藤原竜也はクズな役がなぜハマるのか?映画『鳩の撃退法』でもわかる、その理由
日本一のクズな役が似合う俳優である
2017年の『22年目の告白 -私が殺人犯です-』では、藤原竜也は時効を迎えた殺人の犯人だと名乗り出て、派手なパフォーマンスで世間を騒がせる役に扮した。とにかくありとあらゆる方面に向けて「挑発」をし続けるようなキャラクターであり、世間から猛反発を受けるのも当然な嫌悪感を覚える一方で、そのルックスのために一部で人気を得てしまうことにも説得力を持たせていた。その後にネタバレ厳禁のツイストの効いた展開も待ち受けているのだが、藤原竜也はその真相が公になったからこその複雑な心理も見事に表現していた。
その他でも、2018年の『億男』では出番は少ないものの「金にものを言わせる」カルト宗教の教祖のようなイヤな金持ち役になっていたり、2019年の『Diner ダイナー』では「俺は~ここの~王だ!」という予告編でも聞けるセリフが『カイジ』から延々と続くオーバーアクトな役柄のセルフパロディのように思えたりもするなど、やっぱり「クズな役が似合う俳優」として重宝され、その期待に見事に応えている。

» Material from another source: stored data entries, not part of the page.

//! Shared fixtures for unit tests across the crate.

use std::sync::Arc;

use super::{
    AssessmentOutcome, AssessmentRecord, AssessmentSession, Condition, NavigationEngine,
    QuestionCatalog, QuestionDocument, QuestionnaireLayout,
};
use crate::domain::foundation::{AssessmentId, PatientId};

pub fn embedded_documents() -> Vec<QuestionDocument> {
    serde_json::from_str(include_str!("../../../data/questions.json")).unwrap()
}

pub fn embedded_catalog() -> Arc<QuestionCatalog> {
    Arc::new(QuestionCatalog::load(embedded_documents()).unwrap())
}

pub fn embedded_engine() -> NavigationEngine {
    NavigationEngine::new(
        embedded_catalog(),
        Arc::new(QuestionnaireLayout::embedded().unwrap()),
    )
    .unwrap()
}

pub fn patient(id: &str) -> PatientId {
    PatientId::new(id).unwrap()
}

/// A record for a session that ended with `outcome` without any answers.
pub fn record_with(patient_id: &PatientId, outcome: AssessmentOutcome) -> AssessmentRecord {
    let mut session = AssessmentSession::new(patient_id.clone(), None);
    if let AssessmentOutcome::DiagnosisComplete { condition, .. } = &outcome {
        session.enter(super::Phase::ConditionClassification).unwrap();
        session.enter(super::Phase::SubtypeDeepDive).unwrap();
        session.detected_condition = Some(*condition);
    }
    session.finish(outcome).unwrap();
    AssessmentRecord::from_session(AssessmentId::new(), &session, &embedded_catalog()).unwrap()
}

pub fn diagnosis(condition: Condition, subtype: &str) -> AssessmentOutcome {
    AssessmentOutcome::DiagnosisComplete {
        condition,
        subtype: subtype.to_string(),
    }
}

山田孝之、高嶋政伸、香川照之、窪塚洋介、森山未來、池松壮亮、松坂桃李など、クズな役を見事に演じられる実力派の俳優は他にもいる。だが、そのクズな役が本人が得意とする役のイメージとして、ここまで「定着」をしているのは、やはり藤原竜也しかいないのではないか。
何より、もともとの人間としての魅力があるからこそ、往々にしてクズな役でも「見逃せない」オーラを放っているし、『藁の楯』ではその言動との醜悪さのギャップが良い意味でキツい見事なクズな役となっていた。やはり、日本一のクズな役が似合う俳優であると断言していい。
良い意味で「翻弄される」ミステリー
さて、そんな藤原竜也が主演を務めた最新作『鳩の撃退法』だが、映画本編の魅力は説明がものすごく難しい。何しろ「えっ? これどういう話?」と観客が思うことも当然だと見越したかのような、「話がどこに進むのかがわからない」ことにも面白さがあるミステリーだったのだから。そもそもの『鳩の撃退法』という、観る前は全く意味がわからないタイトルも、その「困惑」こそがメインにあるのだと示しているかのようだ。
簡単にあらすじを紹介すると、かつて直木賞を受賞した小説家の新作を担当編集者が読み(本人から聞き)始めるが、その内容がどうしてもフィクションとは思えない、本当にあった出来事ではないかと疑惑を持ち始める、というものだ。その前提から、藤原竜也演じる天才作家が「小説の内容を話しているのか」「そもそも本当のことを言っているのか」「そもそもどういうことを話しているのか」と、聞いている編集者も観客も翻弄されていく。
それでも話の先が気になってしまうのは、「劇中の登場人物がなぜその言動をしたのか」「その『物』がなぜここにあるのか」といった種々の疑問が湧いてきて、話が進むにつれてそれらの答えがじわじわと明かされていくからだ。時系列を前後させながらも、ある意味で「入れ子構造」的にこんがらがった事象を解き明かしていく過程は、なるほど映像化が難しいどころか「不可能」とまで言われたことも納得の、込み入ったものだった。
それでも混乱せずに観られるのは、編集や演出が統制されていることと、クセのある個性豊かな登場人物のおかげだろう。観客と心境がほぼ一致する編集者役の土屋太鳳、マジメな夫役の風間俊介、ぶっきらぼうだが親しみやすくもあるカフェ店員の西野七瀬、得体の知れない怖さがある豊川悦司と、豪華キャストもそれぞれハマり役。佐津川愛美、岩松了、濱田岳、ミッキー・カーチス、リリー・フランキーなどの脇役にもインパクトがあり、誰もが「すぐに覚えられる」魅力があるからこそ、群像劇として混乱することなく観ることができるだろう。
そして、この序盤こそさっぱり意味のわからない(主人公が語る)物語は、いつしか「フィクションとは何か」「なぜ人はフィクションを必要とするのか」「現実との違いとは何か」という、大きな問いをも投げかける内容へとなっていく。特殊な構成であり作劇のミステリーが、「まさかこんなところに行き着くとは…!」という驚きも含めて面白い内容だったのだ。